Arise Solutions

Unaccepted Treatment Plans in Dental Groups: Why the Revenue Is Already in the System

Dental | May 14, 2026

Most dental groups are carrying a pipeline they have never fully measured. Treatment plans get presented, patients leave without scheduling, and those plans enter a queue that nobody is systematically working. At a single-location practice, a dentist or treatment coordinator can hold this together manually. Across multiple locations, the same approach produces accumulating losses that rarely show up as a line item.

What unaccepted treatment plans actually represent

When a patient declines or defers a treatment plan, that revenue does not disappear. It becomes a pending decision. The patient already has a relationship with the practice, already has a diagnosis, and in many cases already intends to complete the work. The gap between presentation and scheduled appointment is a follow-up problem, not a clinical one.

Why manual follow-up fails at scale

The standard approach to treatment plan follow-up is a coordinator working a recall list — calling patients who haven't scheduled, leaving voicemails, noting outcomes in the practice management system. This works when the list is short and the coordinator has time. Multi-location dental groups break both conditions simultaneously. The aggregate list across locations can reach hundreds of open cases. The recall list becomes a task that gets deferred to whenever there is capacity — which operationally means it runs inconsistently or not at all.

What the production data shows — and when

Most dental groups review production numbers at month-end. By that point, unaccepted treatment plans from early in the period are already two to three weeks old. The window to reach those patients while their need is still active and their memory of the appointment is fresh has closed. The practices that recover the most from their unaccepted plan pipeline are the ones with mid-month visibility. Not a count of open plans, but a prioritized list — which plans are high-value, which patients have responded to outreach before, which cases have insurance coverage that makes scheduling easier. Without that signal, follow-up is equally distributed across a list where most of the recoverable revenue is concentrated in a small fraction of cases.

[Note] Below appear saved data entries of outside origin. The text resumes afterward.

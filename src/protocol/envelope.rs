//! # Message Envelope
//!
//! Every frame on the socket, control or data, is one JSON envelope:
//!
//! ```json
//! { "type": "audio", "payload": { "sampleRate": 16000, "samples": [0.1] }, "correlationId": "..." }
//! ```
//!
//! ## Parsing Rules:
//! - Field-tagged, never positional: the top level must be a JSON object
//! - Unrecognised fields are ignored so newer peers can add data
//! - A malformed structure, or a recognised `type` with a payload of the wrong
//!   shape, is a `ParseError`
//! - An unrecognised `type` is NOT an error: it decodes to
//!   [`Message::Unknown`] (`control-unknown`), which the dispatcher logs and drops
//!
//! ## Rust Concepts:
//! - **Tagged enum**: the payload shape is fixed by the variant, so an envelope with
//!   the wrong payload for its type cannot be constructed
//! - **#[serde(untagged)]**: `audio-response` carries either a chunk or a status

use crate::audio::{AudioSample, ProcessingParams};
use crate::error::{StreamError, StreamResult};
use serde::{Deserialize, Serialize};
use serde_json::{json, Value};

/// Envelope type names as they appear on the wire.
#[derive(Debug, Clone, Copy, PartialEq, Eq, Hash)]
pub enum MessageKind {
    Audio,
    AudioResponse,
    ControlStart,
    ControlStop,
    Text,
    Error,
    Ready,
    Ping,
    Pong,
    /// Internal marker for a well-formed envelope with an unrecognised type
    ControlUnknown,
}

impl MessageKind {
    pub fn as_str(&self) -> &'static str {
        match self {
            MessageKind::Audio => "audio",
            MessageKind::AudioResponse => "audio-response",
            MessageKind::ControlStart => "control-start",
            MessageKind::ControlStop => "control-stop",
            MessageKind::Text => "text",
            MessageKind::Error => "error",
            MessageKind::Ready => "ready",
            MessageKind::Ping => "ping",
            MessageKind::Pong => "pong",
            MessageKind::ControlUnknown => "control-unknown",
        }
    }

    /// Map a wire name to a kind. `control-unknown` is never accepted from the wire.
    pub fn from_wire(name: &str) -> Option<Self> {
        match name {
            "audio" => Some(MessageKind::Audio),
            "audio-response" => Some(MessageKind::AudioResponse),
            "control-start" => Some(MessageKind::ControlStart),
            "control-stop" => Some(MessageKind::ControlStop),
            "text" => Some(MessageKind::Text),
            "error" => Some(MessageKind::Error),
            "ready" => Some(MessageKind::Ready),
            "ping" => Some(MessageKind::Ping),
            "pong" => Some(MessageKind::Pong),
            _ => None,
        }
    }
}

/// Payload of an `audio-response`: a processed chunk or a stream status.
#[derive(Debug, Clone, PartialEq, Serialize, Deserialize)]
#[serde(untagged)]
pub enum AudioResponse {
    Chunk(AudioSample),
    Status(StreamStatus),
}

/// Status notification sent in place of audio.
///
/// `stop` acknowledges `control-stop`; `processing` and `finished` bracket the
/// audio streamed back for a `text` message.
#[derive(Debug, Clone, PartialEq, Serialize, Deserialize)]
pub struct StreamStatus {
    pub status: StatusKind,
    pub message: String,
}

#[derive(Debug, Clone, Copy, PartialEq, Eq, Serialize, Deserialize)]
#[serde(rename_all = "lowercase")]
pub enum StatusKind {
    Stop,
    Processing,
    Finished,
}

/// Payload of an `error` envelope.
///
/// `reason` is human-readable and never contains internal stack detail;
/// `operation` names what failed so the client can act on it.
#[derive(Debug, Clone, PartialEq, Serialize, Deserialize)]
#[serde(rename_all = "camelCase")]
pub struct ErrorPayload {
    pub reason: String,
    #[serde(default)]
    pub operation: String,
    #[serde(default, skip_serializing_if = "Option::is_none")]
    pub job_id: Option<String>,
}

impl From<&StreamError> for ErrorPayload {
    fn from(err: &StreamError) -> Self {
        Self {
            reason: err.to_string(),
            operation: err.operation().to_string(),
            job_id: err.job_id().map(str::to_string),
        }
    }
}

/// One conversational text message.
#[derive(Debug, Clone, PartialEq, Serialize, Deserialize)]
pub struct ConversationMessage {
    pub text: String,
    /// Milliseconds since the Unix epoch
    #[serde(default)]
    pub timestamp: u64,
}

/// Sent by the server as soon as a connection opens.
#[derive(Debug, Clone, PartialEq, Serialize, Deserialize)]
#[serde(rename_all = "camelCase")]
pub struct ReadyPayload {
    pub session_id: String,
}

/// Application-level ping/pong payload; the timestamp is echoed unchanged.
#[derive(Debug, Clone, Copy, PartialEq, Serialize, Deserialize)]
pub struct Heartbeat {
    #[serde(default)]
    pub timestamp: f64,
}

/// Typed message carried by an envelope.
#[derive(Debug, Clone, PartialEq)]
pub enum Message {
    Audio(AudioSample),
    AudioResponse(AudioResponse),
    ControlStart(ProcessingParams),
    ControlStop,
    Text(ConversationMessage),
    Error(ErrorPayload),
    Ready(ReadyPayload),
    Ping(Heartbeat),
    Pong(Heartbeat),
    /// Well-formed envelope whose type this build does not know
    Unknown { kind: String },
}

impl Message {
    pub fn kind(&self) -> MessageKind {
        match self {
            Message::Audio(_) => MessageKind::Audio,
            Message::AudioResponse(_) => MessageKind::AudioResponse,
            Message::ControlStart(_) => MessageKind::ControlStart,
            Message::ControlStop => MessageKind::ControlStop,
            Message::Text(_) => MessageKind::Text,
            Message::Error(_) => MessageKind::Error,
            Message::Ready(_) => MessageKind::Ready,
            Message::Ping(_) => MessageKind::Ping,
            Message::Pong(_) => MessageKind::Pong,
            Message::Unknown { .. } => MessageKind::ControlUnknown,
        }
    }
}

/// A typed message plus the session/user identifier it belongs to.
#[derive(Debug, Clone, PartialEq)]
pub struct Envelope {
    pub message: Message,
    pub correlation_id: String,
}

/// Field-tagged wire shape used for decoding.
#[derive(Deserialize)]
struct RawEnvelope {
    #[serde(rename = "type")]
    kind: String,
    #[serde(default)]
    payload: Value,
    #[serde(default, rename = "correlationId")]
    correlation_id: String,
}

impl Envelope {
    /// Wrap a message for sending.
    pub fn new(message: Message, correlation_id: impl Into<String>) -> Self {
        Self {
            message,
            correlation_id: correlation_id.into(),
        }
    }

    pub fn kind(&self) -> MessageKind {
        self.message.kind()
    }

    /// `error` envelope for a recoverable failure.
    pub fn error(err: &StreamError, correlation_id: impl Into<String>) -> Self {
        Self::new(Message::Error(ErrorPayload::from(err)), correlation_id)
    }

    /// `audio-response` carrying a processed chunk.
    pub fn audio_chunk(sample: AudioSample, correlation_id: impl Into<String>) -> Self {
        Self::new(
            Message::AudioResponse(AudioResponse::Chunk(sample)),
            correlation_id,
        )
    }

    /// `audio-response` carrying a status instead of audio.
    pub fn status(
        status: StatusKind,
        message: impl Into<String>,
        correlation_id: impl Into<String>,
    ) -> Self {
        Self::new(
            Message::AudioResponse(AudioResponse::Status(StreamStatus {
                status,
                message: message.into(),
            })),
            correlation_id,
        )
    }

    /// `audio-response` acknowledging `control-stop`.
    pub fn stop_ack(message: impl Into<String>, correlation_id: impl Into<String>) -> Self {
        Self::status(StatusKind::Stop, message, correlation_id)
    }

    /// Serialize to the JSON text frame sent over the socket.
    pub fn encode(&self) -> StreamResult<String> {
        let payload = match &self.message {
            Message::Audio(sample) => serde_json::to_value(sample)?,
            Message::AudioResponse(response) => serde_json::to_value(response)?,
            Message::ControlStart(params) => serde_json::to_value(params)?,
            Message::ControlStop => json!({}),
            Message::Text(text) => serde_json::to_value(text)?,
            Message::Error(error) => serde_json::to_value(error)?,
            Message::Ready(ready) => serde_json::to_value(ready)?,
            Message::Ping(beat) | Message::Pong(beat) => serde_json::to_value(beat)?,
            Message::Unknown { .. } => Value::Null,
        };

        let kind = match &self.message {
            Message::Unknown { kind } => kind.as_str(),
            other => other.kind().as_str(),
        };

        let wire = json!({
            "type": kind,
            "payload": payload,
            "correlationId": self.correlation_id,
        });
        Ok(serde_json::to_string(&wire)?)
    }

    /// Parse raw frame bytes. Fails closed on malformed structure.
    pub fn decode(raw: &[u8]) -> StreamResult<Envelope> {
        let value: Value = serde_json::from_slice(raw)?;
        if !value.is_object() {
            return Err(StreamError::Parse(
                "envelope must be a JSON object".to_string(),
            ));
        }

        let raw: RawEnvelope = serde_json::from_value(value)?;
        let kind = match MessageKind::from_wire(&raw.kind) {
            Some(kind) => kind,
            None => {
                return Ok(Envelope::new(
                    Message::Unknown { kind: raw.kind },
                    raw.correlation_id,
                ))
            }
        };

        let message = match kind {
            MessageKind::Audio => Message::Audio(payload_as(kind, raw.payload)?),
            MessageKind::AudioResponse => Message::AudioResponse(payload_as(kind, raw.payload)?),
            MessageKind::ControlStart => Message::ControlStart(payload_as(kind, raw.payload)?),
            MessageKind::ControlStop => Message::ControlStop,
            MessageKind::Text => Message::Text(payload_as(kind, raw.payload)?),
            MessageKind::Error => Message::Error(payload_as(kind, raw.payload)?),
            MessageKind::Ready => Message::Ready(payload_as(kind, raw.payload)?),
            MessageKind::Ping => Message::Ping(heartbeat_payload(raw.payload)?),
            MessageKind::Pong => Message::Pong(heartbeat_payload(raw.payload)?),
            MessageKind::ControlUnknown => Message::Unknown { kind: raw.kind },
        };

        Ok(Envelope::new(message, raw.correlation_id))
    }
}

fn payload_as<T: serde::de::DeserializeOwned>(kind: MessageKind, payload: Value) -> StreamResult<T> {
    serde_json::from_value(payload)
        .map_err(|e| StreamError::Parse(format!("invalid {} payload: {}", kind.as_str(), e)))
}

/// Ping/pong may omit the payload entirely.
fn heartbeat_payload(payload: Value) -> StreamResult<Heartbeat> {
    if payload.is_null() {
        return Ok(Heartbeat { timestamp: 0.0 });
    }
    payload_as(MessageKind::Ping, payload)
}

How AI-assisted follow-up changes the operational picture

Automated follow-up workflows do two things that manual processes cannot sustain at scale. First, they run on the full list without coordinator involvement — every unaccepted plan gets an outreach attempt within a defined window, regardless of front desk volume. Second, they surface responses to coordinators so that human time is spent on patients who have engaged, not on patients who haven't responded. This does not replace the treatment coordinator role. It changes where that role spends its time. A coordinator working a filtered list of patients who have already indicated interest closes cases at a different rate than a coordinator cold-calling a hundred people in whatever order the list was printed. The economics are straightforward. If a dental group has 200 open treatment plans at an average case value of $1,500 and recovers 10% more of them per month through consistent follow-up, that is $30,000 in production that was already in the system.

The organizational precondition

Improving treatment plan recovery at a group level requires one thing that many DSOs do not yet have: a consolidated view of unaccepted plans across locations, updated frequently enough to act on. Groups operating on per-location reporting, with no aggregate dashboard, cannot prioritize follow-up by where the opportunity is largest. They can only respond to what each individual location surfaces — which varies by how diligent each location's team is about maintaining their own data.

Groups that have solved this problem at scale treat unaccepted treatment plans as an inventory item — tracked, aged, assigned for follow-up, and reported on like any other production metric. The shift from reactive case presentation to proactive plan recovery is less a technology decision than an operational one. The systems that support it are tools for executing a process that already needs to exist.